During the Edo period, the daimyō of the region was surnamed Matsudaira, and was a descendant of Tokugawa Ieyasu.

===Sengoku period===
In 1471, Asakura had displaced the Shiba clan as the shugo military commander of Echizen Province. The same year, Asakura Toshikage (1428–1481) fortified the Ichijōdani by constructing hilltop fortifications on the surrounding mountains and constructing walls and gates to seal off the northern and southern end of the valley. Within this area, he contracted a fortified mansion, surrounded by the homes of his relatives and retainers, and eventually by the residences of merchants and artisans, and Buddhist temples. He offered refuge to people of culture or skills from Kyoto attempting to escape the conflict of the Ōnin War, and the Ichijōdani became a major cultural, military, and population center, and by the time of Asakura Takakage (1493–1548) it had a peak population of over 10,000 inhabitants. Yoshikage succeeded his father as head of the Asakura clan and castle lord of Ichijōdani Castle in 1548.

The Asakura maintained good relations with the Ashikaga shogunate, and thus eventually came into conflict with Oda Nobunaga. Following Nobunaga's capture of Kyoto, Shōgun Ashikaga Yoshiaki appointed Asakura Yoshikage as regent and requested aid in driving Nobunaga out of the capital. As a result, Nobunaga launched an invasion of Echizen Province.
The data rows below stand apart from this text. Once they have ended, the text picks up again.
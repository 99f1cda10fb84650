//! Decision pipeline: context building, evaluation, feasibility and selection.

mod context;
mod evaluator;
mod feasibility;
mod history;
mod maker;
pub mod planner;
mod score;

pub use context::{DecisionContext, build_context};
pub use evaluator::{ActionEvaluator, AggressiveEvaluator, DefaultEvaluator, EvaluatorKind};
pub use feasibility::FeasibilityValidator;
pub use history::{DecisionHistory, DecisionRecord, HistorySummary};
pub use maker::{Decision, DecisionMaker, FALLBACK_REASONING};
pub use score::{ActionScore, Priority, ValidationResult};
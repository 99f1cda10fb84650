//! Battle configuration loader.

use std::path::Path;

use battle_core::BattleConfig;

use crate::loaders::{LoadResult, read_file};

/// Loader for battle configuration from TOML files.
pub struct ConfigLoader;

impl ConfigLoader {
    /// Load config data from a TOML file.
    ///
    /// Missing tables and keys fall back to their defaults, so an empty file
    /// yields [`BattleConfig::default`].
    pub fn load(path: &Path) -> LoadResult<BattleConfig> {
        let content = read_file(path)?;
        Self::parse(&content)
    }

    /// Parse config data from a TOML string.
    pub fn parse(content: &str) -> LoadResult<BattleConfig> {
        let config: BattleConfig = toml::from_str(content)
            .map_err(|e| anyhow::anyhow!("Failed to parse config TOML: {}", e))?;
        Ok(config)
    }
}

#[cfg(test)]
mod tests {
    use super::*;
    use battle_core::{ActionKind, ValidationLevel};

    #[test]
    fn empty_document_is_default() {
        assert_eq!(ConfigLoader::parse("").unwrap(), BattleConfig::default());
    }

    #[test]
    fn partial_tables_override_only_named_keys() {
        let config = ConfigLoader::parse(
            r#"
            max_ticks = 42

            [decision]
            surround_threshold = 2
            fallback_action = "dodge"

            [execution]
            validation_level = "paranoid"
            "#,
        )
        .unwrap();

        assert_eq!(config.max_ticks, 42);
        assert_eq!(config.decision.surround_threshold, 2);
        assert_eq!(config.decision.surround_sectors, 4);
        assert_eq!(config.decision.fallback_action, ActionKind::Dodge);
        assert_eq!(config.execution.validation_level, ValidationLevel::Paranoid);
        assert_eq!(config.execution.retreat_speed_multiplier, 1.5);
    }

    #[test]
    fn unknown_action_is_rejected() {
        let err = ConfigLoader::parse("[decision]\nfallback_action = \"teleport\"").unwrap_err();
        assert!(err.to_string().contains("config TOML"));
    }
}
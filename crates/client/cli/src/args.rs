//! Command-line arguments and environment overrides.
use std::env;
use std::path::PathBuf;

use battle_core::{EvaluatorKind, ValidationLevel};
use clap::Parser;

/// Run a scripted battle to completion and print the outcome.
#[derive(Debug, Parser)]
#[command(name = "battle-sim", version)]
pub struct Args {
    /// Scenario file (RON)
    pub scenario: PathBuf,

    /// Battle configuration (TOML); defaults apply when omitted
    #[arg(short, long)]
    pub config: Option<PathBuf>,

    /// Override the configured tick limit
    #[arg(long)]
    pub max_ticks: Option<u64>,

    /// Override the execution-time validation level
    #[arg(long, value_parser = parse_level)]
    pub level: Option<ValidationLevel>,

    /// Use this evaluator for every agent, ignoring the scenario's choices
    #[arg(long, value_parser = parse_evaluator)]
    pub evaluator: Option<EvaluatorKind>,

    /// Override the scenario seed
    #[arg(long)]
    pub seed: Option<u64>,

    /// Print one line per agent turn
    #[arg(short, long)]
    pub verbose: bool,

    /// Decisions per agent included in the closing summary
    #[arg(long, default_value_t = 20)]
    pub summary: usize,
}

fn parse_level(value: &str) -> Result<ValidationLevel, String> {
    value
        .parse()
        .map_err(|_| format!("unknown validation level '{value}' (basic, standard, strict, paranoid)"))
}

fn parse_evaluator(value: &str) -> Result<EvaluatorKind, String> {
    value
        .parse()
        .map_err(|_| format!("unknown evaluator '{value}' (default, aggressive)"))
}

/// Settings read from the process environment.
///
/// Environment variables:
/// - `BATTLE_LOG_DIR` - Also write logs to `<dir>/<session>/battle.log`
/// - `BATTLE_SESSION_ID` - Session directory name (default: `session_<unix-seconds>`)
#[derive(Clone, Debug, Default)]
pub struct EnvConfig {
    pub log_dir: Option<PathBuf>,
    pub session_id: Option<String>,
}

impl EnvConfig {
    pub fn from_env() -> Self {
        Self {
            log_dir: env::var_os("BATTLE_LOG_DIR").map(PathBuf::from),
            session_id: env::var("BATTLE_SESSION_ID").ok(),
        }
    }
}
Due to Yoshikage's lack of military skill, Nobunaga's forces were successful at the Siege of Kanegasaki and subsequent Battle of Anegawa in 1570, leaving the entire Asakura Domain open to invasion.

Ichijōdani was razed to the ground by Nobunaga during the 1573 Siege of Ichijōdani Castle.

Kitanosho Castle is known, though that it was built by Shibata Katsuie in 1575. Also, it appears that the tenshu (keep) was nine stories high, making it the largest of the time.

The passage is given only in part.